Playas de arena blanca, casas coloniales pintadas como una paleta y clima veraniego todo el año: Curazao se consolida como uno de los destinos del Caribe que más seduce a las y los argentinos que buscan combinar relax, cultura e historia.

Situada en el sur del Caribe y parte del Reino de los Países Bajos, Curazao se destaca por sus aguas turquesas, arrecifes de coral y un casco histórico de casas coloniales pintadas en tonos pastel que se volvió marca registrada de la isla.
La capital, Willemstad, es Patrimonio de la Humanidad por la Unesco gracias a su arquitectura holandesa caribeña. Caminar por sus calles estrechas, cruzar el famoso puente flotante Queen Emma y sentarse a mirar el atardecer sobre el puerto son parte del ritual de cada visita.
Al mismo tiempo, la isla ofrece una fuerte impronta multicultural, con influencias africanas, latinoamericanas y europeas que se expresan en el idioma papiamento, en la gastronomía y en las fiestas populares.
Por qué atrae cada vez más a turistas argentinos
En los últimos años, Curazao empezó a aparecer con más fuerza en los catálogos de agencias y plataformas online del país. Argentina se consolidó como uno de los mercados con mayor proyección para la isla, por la búsqueda de destinos de playa que ofrezcan seguridad, buena infraestructura y experiencias variadas.
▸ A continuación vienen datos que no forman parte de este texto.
//! End-to-end archive runs over the filesystem source and archive.

use std::fs;
use std::path::Path;
use std::sync::Arc;

use tempfile::TempDir;
use vigil_archive::{
    ArchiveEngine, ArchiveError, EngineConfig, FailureStage, FilesystemArchiveSink,
    FilesystemConfig, FilesystemSegmentSource,
};

const LIVE_PLAYLIST: &str = "#EXTM3U
#EXT-X-VERSION:3
#EXT-X-TARGETDURATION:61
#EXT-X-MEDIA-SEQUENCE:17
#EXTINF:60.802000,
#EXT-X-PROGRAM-DATE-TIME:2025-04-11T00:27:48.996+0000
rec_17.ts
#EXTINF:60.801000,
#EXT-X-PROGRAM-DATE-TIME:2025-04-11T00:27:48.996+0000
rec_17b.ts
#EXTINF:60.800000,
#EXT-X-PROGRAM-DATE-TIME:2025-04-11T00:28:49.797+0000
rec_18.ts
#EXTINF:60.799000,
#EXT-X-PROGRAM-DATE-TIME:2025-04-11T01:00:10.000+0000
rec_19.ts
";

struct Fixture {
    live: TempDir,
    archive: TempDir,
}

impl Fixture {
    fn new(playlist: &str, segments: &[&str]) -> Self {
        let live = TempDir::new().expect("live dir");
        fs::write(live.path().join("playlist.m3u8"), playlist).expect("write live playlist");
        for name in segments {
            fs::write(live.path().join(name), format!("content of {name}")).expect("write segment");
        }
        Self {
            live,
            archive: TempDir::new().expect("archive dir"),
        }
    }

    async fn engine(&self) -> ArchiveEngine<FilesystemSegmentSource, FilesystemArchiveSink> {
        let source = FilesystemSegmentSource::new(self.live.path());
        let sink = FilesystemArchiveSink::new(FilesystemConfig::for_testing(self.archive.path()))
            .await
            .expect("archive sink");
        ArchiveEngine::new(Arc::new(source), Arc::new(sink), EngineConfig::for_testing())
    }

    fn archived(&self, relative: &str) -> String {
        read(&self.archive.path().join(relative))
    }
}

fn read(path: &Path) -> String {
    fs::read_to_string(path).unwrap_or_else(|e| panic!("read {}: {e}", path.display()))
}

#[tokio::test]
async fn test_archives_live_window_into_hour_buckets() {
    let fixture = Fixture::new(
        LIVE_PLAYLIST,
        &["rec_17.ts", "rec_17b.ts", "rec_18.ts", "rec_19.ts"],
    );

    let report = fixture.engine().await.run().await.expect("run");

    assert_eq!(report.archived, 3);
    assert_eq!(report.skipped_duplicates, 1);
    assert!(report.is_clean());

    assert_eq!(
        fixture.archived("2025/04/11/00/playlist.m3u8"),
        "#EXTM3U
#EXT-X-VERSION:3
#EXT-X-TARGETDURATION:61
#EXT-X-MEDIA-SEQUENCE:17
#EXTINF:60.802000,
#EXT-X-PROGRAM-DATE-TIME:2025-04-11T00:27:48.996+0000
segment_000.ts
#EXTINF:60.800000,
#EXT-X-PROGRAM-DATE-TIME:2025-04-11T00:28:49.797+0000
segment_001.ts
"
    );
    assert_eq!(
        fixture.archived("2025/04/11/00/segment_000.ts"),
        "content of rec_17.ts"
    );
    assert_eq!(
        fixture.archived("2025/04/11/00/segment_001.ts"),
        "content of rec_18.ts"
    );
    assert_eq!(
        fixture.archived("2025/04/11/01/segment_000.ts"),
        "content of rec_19.ts"
    );
}

#[tokio::test]
async fn test_second_run_changes_nothing() {
    let fixture = Fixture::new(
        LIVE_PLAYLIST,
        &["rec_17.ts", "rec_17b.ts", "rec_18.ts", "rec_19.ts"],
    );
    let engine = fixture.engine().await;

    engine.run().await.expect("first run");
    let before = fixture.archived("2025/04/11/00/playlist.m3u8");

    let report = engine.run().await.expect("second run");

    assert_eq!(report.archived, 0);
    assert_eq!(report.skipped_duplicates, 4);
    assert_eq!(fixture.archived("2025/04/11/00/playlist.m3u8"), before);
    assert!(!fixture
        .archive
        .path()
        .join("2025/04/11/00/segment_002.ts")
        .exists());
}

#[tokio::test]
async fn test_missing_segment_file_is_retried_next_run() {
    let fixture = Fixture::new(LIVE_PLAYLIST, &["rec_17.ts", "rec_19.ts"]);
    let engine = fixture.engine().await;

    let report = engine.run().await.expect("run");

    assert_eq!(report.archived, 2);
    let failed: Vec<&str> = report.failures.iter().map(|f| f.filename.as_str()).collect();
    assert_eq!(failed, ["rec_18.ts"]);
    assert_eq!(report.failures[0].stage, FailureStage::FetchSegment);

    fs::write(fixture.live.path().join("rec_18.ts"), "late").expect("write late segment");
    let report = engine.run().await.expect("rerun");

    assert_eq!(report.archived, 1);
    assert_eq!(fixture.archived("2025/04/11/00/segment_001.ts"), "late");
}

#[tokio::test]
async fn test_missing_live_playlist_is_fatal() {
    let fixture = Fixture::new(LIVE_PLAYLIST, &[]);
    fs::remove_file(fixture.live.path().join("playlist.m3u8")).expect("remove playlist");

    let result = fixture.engine().await.run().await;

    assert!(matches!(result, Err(ArchiveError::SourceUnavailable { .. })));
    let entries = fs::read_dir(fixture.archive.path()).expect("list archive").count();
    assert_eq!(entries, 0);
}

#[tokio::test]
async fn test_malformed_records_are_ignored() {
    let playlist = "#EXTM3U
#EXT-X-VERSION:3
orphan.ts
#EXTINF:abc,
#EXT-X-PROGRAM-DATE-TIME:2025-04-11T00:27:48.996+0000
bad_duration.ts
#EXTINF:10.000000,
#EXT-X-PROGRAM-DATE-TIME:not a time
bad_time.ts
#EXTINF:10.000000,
#EXT-X-PROGRAM-DATE-TIME:2025-04-11T00:29:00Z
good.ts
";
    let fixture = Fixture::new(playlist, &["orphan.ts", "good.ts"]);

    let report = fixture.engine().await.run().await.expect("run");

    assert_eq!(report.archived, 1);
    assert!(report.is_clean());
    assert_eq!(
        fixture.archived("2025/04/11/00/segment_000.ts"),
        "content of good.ts"
    );
}

#[tokio::test]
async fn test_invalid_utf8_in_live_playlist_is_tolerated() {
    let fixture = Fixture::new("", &["good.ts"]);
    let mut raw = b"#EXTM3U\n#EXT-X-VERSION:3\n#EXT-X-COMMENT:caf\xe9\n".to_vec();
    raw.extend_from_slice(b"#EXTINF:10.000000,\n");
    raw.extend_from_slice(b"#EXT-X-PROGRAM-DATE-TIME:2025-04-11T00:29:00Z\ngood.ts\n");
    fs::write(fixture.live.path().join("playlist.m3u8"), raw).expect("write live playlist");

    let report = fixture.engine().await.run().await.expect("run");

    assert_eq!(report.archived, 1);
    assert!(report.is_clean());
    assert_eq!(
        fixture.archived("2025/04/11/00/segment_000.ts"),
        "content of good.ts"
    );
}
Una ventaja clave es el clima: la temporada de lluvias es breve y la isla está fuera de la zona de huracanes, lo que permite viajar prácticamente todo el año. A eso se suma una amplia oferta de alojamientos, que va desde hoteles all inclusive hasta departamentos y posadas boutique.
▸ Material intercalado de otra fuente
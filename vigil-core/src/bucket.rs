//! Hour-granularity archive buckets.

use std::fmt;

use chrono::{DateTime, Datelike, FixedOffset, Timelike};

/// Archive partition for one clock hour: `YYYY/MM/DD/HH`.
///
/// The key is computed in the offset the timestamp was recorded with, so the
/// layout follows the recorder's wall clock. It is used both as the storage
/// prefix of a bucket and as its identity.
#[derive(Debug, Clone, PartialEq, Eq, PartialOrd, Ord, Hash)]
pub struct BucketKey(String);

impl BucketKey {
    /// Returns the bucket a timestamp falls into.
    #[must_use]
    pub fn from_timestamp(timestamp: &DateTime<FixedOffset>) -> Self {
        Self(format!(
            "{}/{:02}/{:02}/{:02}",
            timestamp.year(),
            timestamp.month(),
            timestamp.day(),
            timestamp.hour()
        ))
    }

    /// Returns the key as a string slice.
    #[must_use]
    pub fn as_str(&self) -> &str {
        &self.0
    }

    /// Returns the path components of the key: year, month, day, hour.
    pub fn components(&self) -> impl Iterator<Item = &str> {
        self.0.split('/')
    }
}

impl fmt::Display for BucketKey {
    fn fmt(&self, f: &mut fmt::Formatter<'_>) -> fmt::Result {
        f.write_str(&self.0)
    }
}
Para el público argentino, Curazao compite con otros clásicos del Caribe, pero gana terreno por su mezcla de playas tranquilas, vida nocturna moderada y propuestas de buceo y snorkel para todos los niveles.
Playas, buceo y sabores locales
Entre las playas más buscadas aparecen Kenepa Grandi, Cas Abao y Playa Porto Mari, ideales para pasar el día entre sombrillas, mar calmo y chiringuitos. Muchas cuentan con servicios, alquiler de equipos y restaurantes sobre la arena.
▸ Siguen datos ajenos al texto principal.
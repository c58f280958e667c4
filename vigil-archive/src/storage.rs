//! Source and archive abstractions.
//!
//! The engine only ever talks to these two narrow traits, which keeps it
//! independent of where the live window is served from (local directory,
//! HTTP) and where the archive lives (local directory, S3, memory).

use async_trait::async_trait;
use bytes::Bytes;
use vigil_core::limits::PLAYLIST_FILE_NAME;
use vigil_core::{BucketKey, Playlist};

use crate::error::{ArchiveError, ArchiveResult};

// -----------------------------------------------------------------------------
// SegmentSource Trait
// -----------------------------------------------------------------------------

/// The live rolling window being archived.
///
/// Implementations must be `Send + Sync` for use across async tasks.
#[async_trait]
pub trait SegmentSource: Send + Sync {
    /// Fetches and parses the live playlist.
    ///
    /// # Errors
    ///
    /// Returns an error if the playlist cannot be fetched or read.
    async fn fetch_playlist(&self) -> ArchiveResult<Playlist>;

    /// Fetches the raw content of a segment by its file name in the live
    /// playlist.
    ///
    /// # Errors
    ///
    /// Returns an error if the segment doesn't exist or the fetch fails.
    async fn fetch_segment(&self, filename: &str) -> ArchiveResult<Bytes>;
}

// -----------------------------------------------------------------------------
// ArchiveSink Trait
// -----------------------------------------------------------------------------

/// Permanent, hour-partitioned archive.
///
/// Each bucket holds one playlist plus the segment files it lists.
#[async_trait]
pub trait ArchiveSink: Send + Sync {
    /// Reads a bucket's playlist. Returns `None` if the bucket has none yet.
    ///
    /// # Errors
    ///
    /// Returns an error if the playlist exists but cannot be read.
    async fn read_playlist(&self, bucket: &BucketKey) -> ArchiveResult<Option<Playlist>>;

    /// Replaces a bucket's playlist.
    ///
    /// # Errors
    ///
    /// Returns an error if the playlist cannot be persisted.
    async fn write_playlist(&self, bucket: &BucketKey, playlist: &Playlist) -> ArchiveResult<()>;

    /// Stores segment content in a bucket under `filename`.
    ///
    /// # Errors
    ///
    /// Returns an error if the content cannot be persisted.
    async fn write_segment(&self, bucket: &BucketKey, filename: &str, data: Bytes)
        -> ArchiveResult<()>;
}

// -----------------------------------------------------------------------------
// ArchiveKey
// -----------------------------------------------------------------------------

/// Relative location of an object in the archive.
///
/// Keys follow the format: `{YYYY}/{MM}/{DD}/{HH}/{filename}`
#[derive(Debug, Clone, PartialEq, Eq, PartialOrd, Ord, Hash)]
pub struct ArchiveKey(String);

impl ArchiveKey {
    /// Creates a new archive key from a string.
    #[must_use]
    pub fn new(key: impl Into<String>) -> Self {
        Self(key.into())
    }

    /// Key of the playlist of a bucket.
    #[must_use]
    pub fn playlist(bucket: &BucketKey) -> Self {
        Self::segment(bucket, PLAYLIST_FILE_NAME)
    }

    /// Key of a file inside a bucket.
    #[must_use]
    pub fn segment(bucket: &BucketKey, filename: &str) -> Self {
        Self(format!("{bucket}/{filename}"))
    }

    /// Returns the key as a string slice.
    #[must_use]
    pub fn as_str(&self) -> &str {
        &self.0
    }
}

impl std::fmt::Display for ArchiveKey {
    fn fmt(&self, f: &mut std::fmt::Formatter<'_>) -> std::fmt::Result {
        write!(f, "{}", self.0)
    }
}

/// Rejects file names that would escape their directory.
///
/// File names come from a remote playlist, so they are never trusted as
/// paths.
///
/// # Errors
///
/// Returns `FetchFailed` if the name is empty, contains a path separator or
/// is a relative path component.
pub fn validate_filename(filename: &str) -> ArchiveResult<()> {
    let is_plain = !filename.is_empty()
        && filename != "."
        && filename != ".."
        && !filename.contains(['/', '\\']);

    if is_plain {
        Ok(())
    } else {
        Err(ArchiveError::FetchFailed {
            key: filename.to_string(),
            message: "segment file name is not a plain file name".to_string(),
        })
    }
}

// -----------------------------------------------------------------------------
// Tests
// -----------------------------------------------------------------------------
Curazao también se posicionó como destino de referencia para el buceo, gracias a sus arrecifes bien conservados, barcos hundidos y una visibilidad que suele superar los 20 metros. Varias escuelas ofrecen ‘bautismos’ para principiantes y salidas guiadas.
En lo gastronómico, la isla invita a probar platos típicos como el keshi yena (queso relleno), pescados frescos, sopas especiadas y cócteles a base del famoso licor azul de Curazao. Los mercados y puestos callejeros son una buena puerta de entrada a esos sabores.
Consejos para planificar el viaje desde Argentina
Si bien no siempre hay vuelos directos, se puede llegar con conexiones a través de Panamá, Bogotá u otras ciudades del Caribe. Reservar con anticipación y estar atento a promociones de aerolíneas y paquetes ayuda a abaratar costos.
La moneda local es el florín antillano, aunque el dólar estadounidense se acepta de forma extendida. Para las y los argentinos, lo habitual es combinar pagos con tarjeta y algo de efectivo para gastos menores.
Al momento de organizar la estadía, es recomendable combinar días de relax en la playa con recorridos por Willemstad y excursiones en auto o tours para explorar calas más alejadas. La isla es relativamente pequeña y se puede recorrer en pocos días.
Con su postal caribeña, casas coloridas y una creciente conectividad aérea, Curazao se perfila como uno de los destinos emergentes más fuertes para el turismo argentino en la región.